Jobs' Mob's move to allow multitasking on the iOS4 operating system is a mess and half-hearted.
Reviews are starting to come in which suggest that the method used on Jobs' Mob's iOS4 is so bad that it is clear the outfit is trying to make a statement.
As Jared Newman in PC World wrote, Apple did not really want multitasking on the iPhone, and iOS4's halfhearted attempt proves it.
The reviewers beef with the iOS4's multitasking is that while it lets you do some things it does them at the expense of some of the things that make the iPhone OS great.
If the iOS4 had real multitasking this this would be bearable, but it doesn't.
iOS4 freezes functions that aren't in use. Only music,VoIP apps and GPS apps can work while you are doing something else.
This means that the trick of doing something more interesting while waiting for a YouTube video to buffer over a 3G connection is impossible. You have to stare at the loading screen.
To make matters worse when you open an application you have to close it by pressing and holding any app icon, then clicking the top-left corner of the apps. If you don't your tray becomes clogged and makes it hard to find the apps you want. This action is a lot like a task manager in windows.
Apple supremo Steve Jobs famously said that when it comes to multitasking, if a user has to use a task manager, the developer "blew it".
He was having a little dig at the Windows Task Manager, which is used to shut down a frozen program. However it sounds like with multitasking on the iOS4 is doing just that. Apple appears to have blown it.
Apple was incredibly unhappy providing the hardware which would back multi-tasking. It seems that its attempts in iOS4 are just a fake which it hopes will not be caught out.
Apple Insider admits that Apple's new multitasking APIs are very similar in approach to Android's which are also pretty grim.
Yes, you may call it having an editorial line.
Damn, I forgot sarcasm doesn't work on the internet.
http://www.pcworld.com/article/199528/multitasking_with_ios_4_is_horrible_apple_blew_it.html
Full blown multitasking on a phone is pointless, you end up with a rogue app in the background using up all the CPU time which then slows down the foreground application.
What's the problem with what's written in the article? As it turns out, all of what is written is true, and before you go casting iZealot stones, I'm an iPhone user (formerly a Blackberry user).
What Apple has done, besides only allowing music, VoIP, and GPS to continue to run, is fool the average user into thinking push notifications are multitasking.
I've grown pretty tired of going back from Safari to any chat application, after a push notification that I recieved a message, only to have to wait for the app to reload. This is not multitasking.

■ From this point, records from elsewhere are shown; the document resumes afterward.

use crate::helpers::{get_connector, get_sync_client, spawn_sync_server, unique_method};
use carrot_rpc::clients::CallOptions;
use carrot_rpc::routing::RouteOptions;
use carrot_rpc::servers::RpcSyncServer;
use serde_json::{json, Value};
use std::sync::Arc;
use std::time::{Duration, Instant};

fn echo(payload: Value) -> Result<Value, anyhow::Error> {
    Ok(payload)
}

#[test]
#[ignore = "requires a running RabbitMQ broker"]
fn blocking_echo_returns_its_input_unchanged() {
    // Arrange
    let method = unique_method("echo");
    let mut server = RpcSyncServer::new(get_connector());
    server
        .register(&method, echo, RouteOptions::default())
        .unwrap();
    let server = spawn_sync_server(server);
    let client = get_sync_client();

    // Act
    let reply = client
        .rpc_call(
            &method,
            &json!({"msg": "hi"}),
            CallOptions::default().timeout(Duration::from_secs(2)),
        )
        .unwrap();

    // Assert
    assert_eq!(reply, Some(json!({"msg": "hi"})));
    client.close().unwrap();
    server.stop();
}

#[test]
#[ignore = "requires a running RabbitMQ broker"]
fn blocking_calls_to_an_unregistered_method_time_out() {
    let client = get_sync_client();
    let timeout = Duration::from_millis(500);
    let start = Instant::now();

    let reply = client
        .rpc_call(
            &unique_method("ghost"),
            &json!({}),
            CallOptions::default().timeout(timeout),
        )
        .unwrap();

    assert_eq!(reply, None);
    assert!(start.elapsed() >= timeout);
}

#[test]
#[ignore = "requires a running RabbitMQ broker"]
fn threads_sharing_a_client_receive_their_own_reply() {
    // Arrange
    let method = unique_method("echo");
    let mut server = RpcSyncServer::new(get_connector());
    server
        .register(&method, echo, RouteOptions::default())
        .unwrap();
    let server = spawn_sync_server(server);
    let client = get_sync_client();
    let options = CallOptions::default().timeout(Duration::from_secs(5));

    // Act
    let replies: Vec<_> = std::thread::scope(|scope| {
        let calls: Vec<_> = (0..8)
            .map(|n| {
                let (client, method) = (&client, &method);
                scope.spawn(move || (n, client.rpc_call(method, &json!(n), options).unwrap()))
            })
            .collect();
        calls.into_iter().map(|call| call.join().unwrap()).collect()
    });

    // Assert
    for (n, reply) in replies {
        assert_eq!(reply, Some(json!(n)));
    }
    client.close().unwrap();
    server.stop();
}

#[test]
#[ignore = "requires a running RabbitMQ broker"]
fn blocking_handlers_can_call_other_methods() {
    // Arrange: `relay` forwards its payload to `echo`, served by another server
    let (echo_method, relay_method) = (unique_method("echo"), unique_method("relay"));
    let mut echo_server = RpcSyncServer::new(get_connector());
    echo_server
        .register(&echo_method, echo, RouteOptions::default())
        .unwrap();
    let echo_server = spawn_sync_server(echo_server);

    let downstream = Arc::new(get_sync_client());
    let relay = {
        let (downstream, echo_method) = (Arc::clone(&downstream), echo_method.clone());
        move |payload: Value| {
            downstream
                .rpc_call(
                    &echo_method,
                    &payload,
                    CallOptions::default().timeout(Duration::from_secs(2)),
                )
                .map_err(|e| anyhow::anyhow!("{e}"))
        }
    };
    let mut relay_server = RpcSyncServer::new(get_connector());
    relay_server
        .register(&relay_method, relay, RouteOptions::default())
        .unwrap();
    let relay_server = spawn_sync_server(relay_server);
    let client = get_sync_client();

    // Act
    let reply = client
        .rpc_call(
            &relay_method,
            &json!({"msg": "hi"}),
            CallOptions::default().timeout(Duration::from_secs(5)),
        )
        .unwrap();

    // Assert
    assert_eq!(reply, Some(json!({"msg": "hi"})));
    client.close().unwrap();
    relay_server.stop();
    echo_server.stop();
}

Your two informationless comments just expose you as iZombies who believe King Jobs can do no wrong.
@Giles
That's not necessarily true. Again, Blackberry (which has many faults beginning with outdated hardware) got this right. You can always tab to open apps to kill them, eliminating the thought of a rogue background app. I have no idea what they're doing about app kills in OS6 though, and given Microsoft took a step backwards with their new WP7 there's no telling what RIM has done with their upgrade.
The applications in Android, once loaded, remain in memory and respond rapidly when you switch back to them. This is nothing at all like how my iPhone handles the already opened apps.

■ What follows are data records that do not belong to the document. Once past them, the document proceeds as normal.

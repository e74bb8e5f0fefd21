mod helpers;
mod rpc;
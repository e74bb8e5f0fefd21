use carrot_rpc::amqp::configuration::{RabbitMqSettings, RpcSettings};
use carrot_rpc::clients::{RpcAsyncClient, RpcSyncClient};
use carrot_rpc::connectors::{AsyncConnector, Connector};
use carrot_rpc::routing::Route;
use carrot_rpc::servers::{RpcAsyncServer, RpcSyncServer};
use carrot_rpc::RpcError;
use shutdown_handler::ShutdownHandler;
use std::sync::Arc;
use std::time::{Duration, Instant};
use uuid::Uuid;

pub fn get_rabbitmq_settings() -> RabbitMqSettings {
    RabbitMqSettings::default()
}

/// Queues are auto-deleted, so that test runs do not leave garbage behind in the broker.
pub fn get_rpc_settings() -> RpcSettings {
    RpcSettings {
        auto_delete: true,
        ..RpcSettings::default()
    }
}

pub fn get_async_connector() -> AsyncConnector {
    AsyncConnector::new(&get_rabbitmq_settings(), get_rpc_settings()).unwrap()
}

pub fn get_async_client() -> RpcAsyncClient {
    RpcAsyncClient::new(get_async_connector())
}

pub fn get_connector() -> Connector {
    Connector::new(&get_rabbitmq_settings(), get_rpc_settings()).unwrap()
}

pub fn get_sync_client() -> RpcSyncClient {
    RpcSyncClient::new(get_connector()).unwrap()
}

/// A method name no other test uses.
pub fn unique_method(name: &str) -> String {
    format!("{name}.{}", Uuid::new_v4())
}

/// Wait for the server to consume from the queues of `routes`.
pub async fn wait_until_bound<H: ?Sized>(routes: &[Arc<Route<H>>]) {
    let deadline = Instant::now() + Duration::from_secs(5);
    while !routes.iter().all(|route| route.is_bound()) {
        assert!(Instant::now() < deadline, "The server did not bind its routes");
        tokio::time::sleep(Duration::from_millis(20)).await;
    }
}

pub struct RunningServer {
    pub shutdown: Arc<ShutdownHandler>,
    pub handle: tokio::task::JoinHandle<Result<(), RpcError>>,
}

impl RunningServer {
    pub async fn stop(self) {
        self.shutdown.shutdown();
        self.handle.await.unwrap().unwrap();
    }
}

/// Launch `server` in the background, returning once all its routes are bound.
pub async fn spawn_async_server(server: RpcAsyncServer) -> RunningServer {
    let routes: Vec<_> = server.router().routes().cloned().collect();
    let shutdown = Arc::new(ShutdownHandler::new());
    let handle = tokio::spawn(server.run_until_shutdown(Arc::clone(&shutdown)));
    wait_until_bound(&routes).await;
    RunningServer { shutdown, handle }
}

pub struct RunningSyncServer {
    pub shutdown: Arc<ShutdownHandler>,
    pub handle: std::thread::JoinHandle<Result<(), RpcError>>,
}

impl RunningSyncServer {
    pub fn stop(self) {
        self.shutdown.shutdown();
        self.handle.join().unwrap().unwrap();
    }
}

/// Launch `server` on its own thread, returning once all its routes are bound.
pub fn spawn_sync_server(server: RpcSyncServer) -> RunningSyncServer {
    let routes: Vec<_> = server.router().routes().cloned().collect();
    let shutdown = Arc::new(ShutdownHandler::new());
    let handle = std::thread::spawn({
        let shutdown = Arc::clone(&shutdown);
        move || server.run_until_shutdown(shutdown)
    });
    let deadline = Instant::now() + Duration::from_secs(5);
    while !routes.iter().all(|route| route.is_bound()) {
        assert!(Instant::now() < deadline, "The server did not bind its routes");
        std::thread::sleep(Duration::from_millis(20));
    }
    RunningSyncServer { shutdown, handle }
}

ie What decisions Apple makes in what it thinks is the best interest of the customer (or for Apple themselves) vs the total control and freedom offered by the Android platform.
With the iPhone, Apple has severely limited not only a developers capability to what can be run in the background, but also a user's ability to control what runs in the background. I'm a developer and don't have a problem with this...most of their very rabid fan base don't understand, or care about, this issue enough for it to be a hassle.

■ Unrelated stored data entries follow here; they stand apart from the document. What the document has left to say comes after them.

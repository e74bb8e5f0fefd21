//! Implements [`Manager`] for [`Channel`].
use crate::amqp::topology::ChannelSetup;
use deadpool::managed::{self, Manager};
use lapin::{options::ConfirmSelectOptions, Channel, ChannelState, Connection};
use std::sync::Arc;

use super::connection::ConnectionPool;

/// `ChannelPool` pools [`Channel`]s.
///
/// It maintains an internal pool of connections to the rabbitmq instance.
pub type ChannelPool = deadpool::managed::Pool<ChannelManager>;

/// A channel checked out of a [`ChannelPool`].
///
/// It goes back to the pool when dropped.
pub type PooledChannel = managed::Object<ChannelManager>;

/// Where a [`ChannelManager`] carves its channels from.
enum ConnectionSource {
    /// A pool of connections, for the cooperative mode.
    Pooled(ConnectionPool),
    /// A single long-lived connection, for the blocking mode.
    Shared(Arc<Connection>),
}

/// `ChannelManager` implements [Manager] to manage a pool of [`Channel`]s.
///
/// `ChannelManager` keeps an internal [`ConnectionPool`] (or a single shared connection)
/// in order to reuse connections across channels.
/// Every channel it creates is prepared with the configured [`ChannelSetup`].
pub struct ChannelManager {
    source: ConnectionSource,
    setup: ChannelSetup,
    pub(crate) publisher_confirms: bool,
}

impl ChannelManager {
    /// Construct `ChannelManager` on top of a connection pool.
    ///
    /// By default, channels are created without publisher confirmations,
    /// but you can opt in using [`ChannelManager::with_publisher_confirmations`]
    pub fn new(connection_pool: ConnectionPool, setup: ChannelSetup) -> Self {
        Self {
            source: ConnectionSource::Pooled(connection_pool),
            setup,
            publisher_confirms: false,
        }
    }

    /// Construct `ChannelManager` multiplexing all its channels over one connection.
    pub fn over_connection(connection: Arc<Connection>, setup: ChannelSetup) -> Self {
        Self {
            source: ConnectionSource::Shared(connection),
            setup,
            publisher_confirms: false,
        }
    }

    /// Enable publisher confirmations on every channel.
    #[must_use]
    pub fn with_publisher_confirmations(mut self, enabled: bool) -> Self {
        self.publisher_confirms = enabled;
        self
    }

    pub(crate) fn setup(&self) -> &ChannelSetup {
        &self.setup
    }

    /// Open a new, prepared channel.
    ///
    /// The connection it was carved from stays in its pool: connections multiplex many
    /// channels, so there is no need to hold on to the pooled object.
    pub(crate) async fn open_channel(&self) -> Result<Channel, super::Error> {
        let channel = self.create_channel().await?;
        self.setup.prepare(&channel).await?;
        Ok(channel)
    }

    /// Same as [`ChannelManager::open_channel`], with its own prefetch count.
    pub(crate) async fn open_channel_with_prefetch(
        &self,
        prefetch_count: u16,
    ) -> Result<Channel, super::Error> {
        let channel = self.create_channel().await?;
        self.setup
            .prepare_with_prefetch(&channel, prefetch_count)
            .await?;
        Ok(channel)
    }

    async fn create_channel(&self) -> Result<Channel, super::Error> {
        let channel = match &self.source {
            ConnectionSource::Pooled(pool) => pool.get().await?.create_channel().await?,
            ConnectionSource::Shared(connection) => connection.create_channel().await?,
        };
        Ok(channel)
    }
}

#[async_trait::async_trait]
impl Manager for ChannelManager {
    type Type = Channel;
    type Error = super::Error;

    async fn create(&self) -> Result<Channel, super::Error> {
        let channel = self.open_channel().await?;
        if self.publisher_confirms {
            channel
                .confirm_select(ConfirmSelectOptions { nowait: false })
                .await?;
        }
        Ok(channel)
    }

    async fn recycle(&self, obj: &mut Channel) -> managed::RecycleResult<super::Error> {
        match obj.status().state() {
            ChannelState::Connected => Ok(()),
            state => Err(managed::RecycleError::Message(format!(
                "Channel is not in an healthy state {state:?}",
            ))),
        }
    }
}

However, and to be clear: by contrast, the Android enables a theoretical unlimited number of background processes (as spun off by applications) to run and communicate not only with each other, but also to cloud-based servers. Do developers have to be more careful? Absolutely. Does this dictate the necessity that users have more granular control of background processes? Yes. (I can easily have 20 - 40 background processes running on my HTC Incredible and can just as easily choose to Force Close them through any of the free 3rd party applications available.)
Is either method necessarily better than the other? IMHO: No. As a developer, I greatly prefer to use Android for personal use as I want the most control possible, but I'll continue to create iPhone applications as I understand that most iPhone users cannot grasp, and do not care, about these kinds of deep technical issues.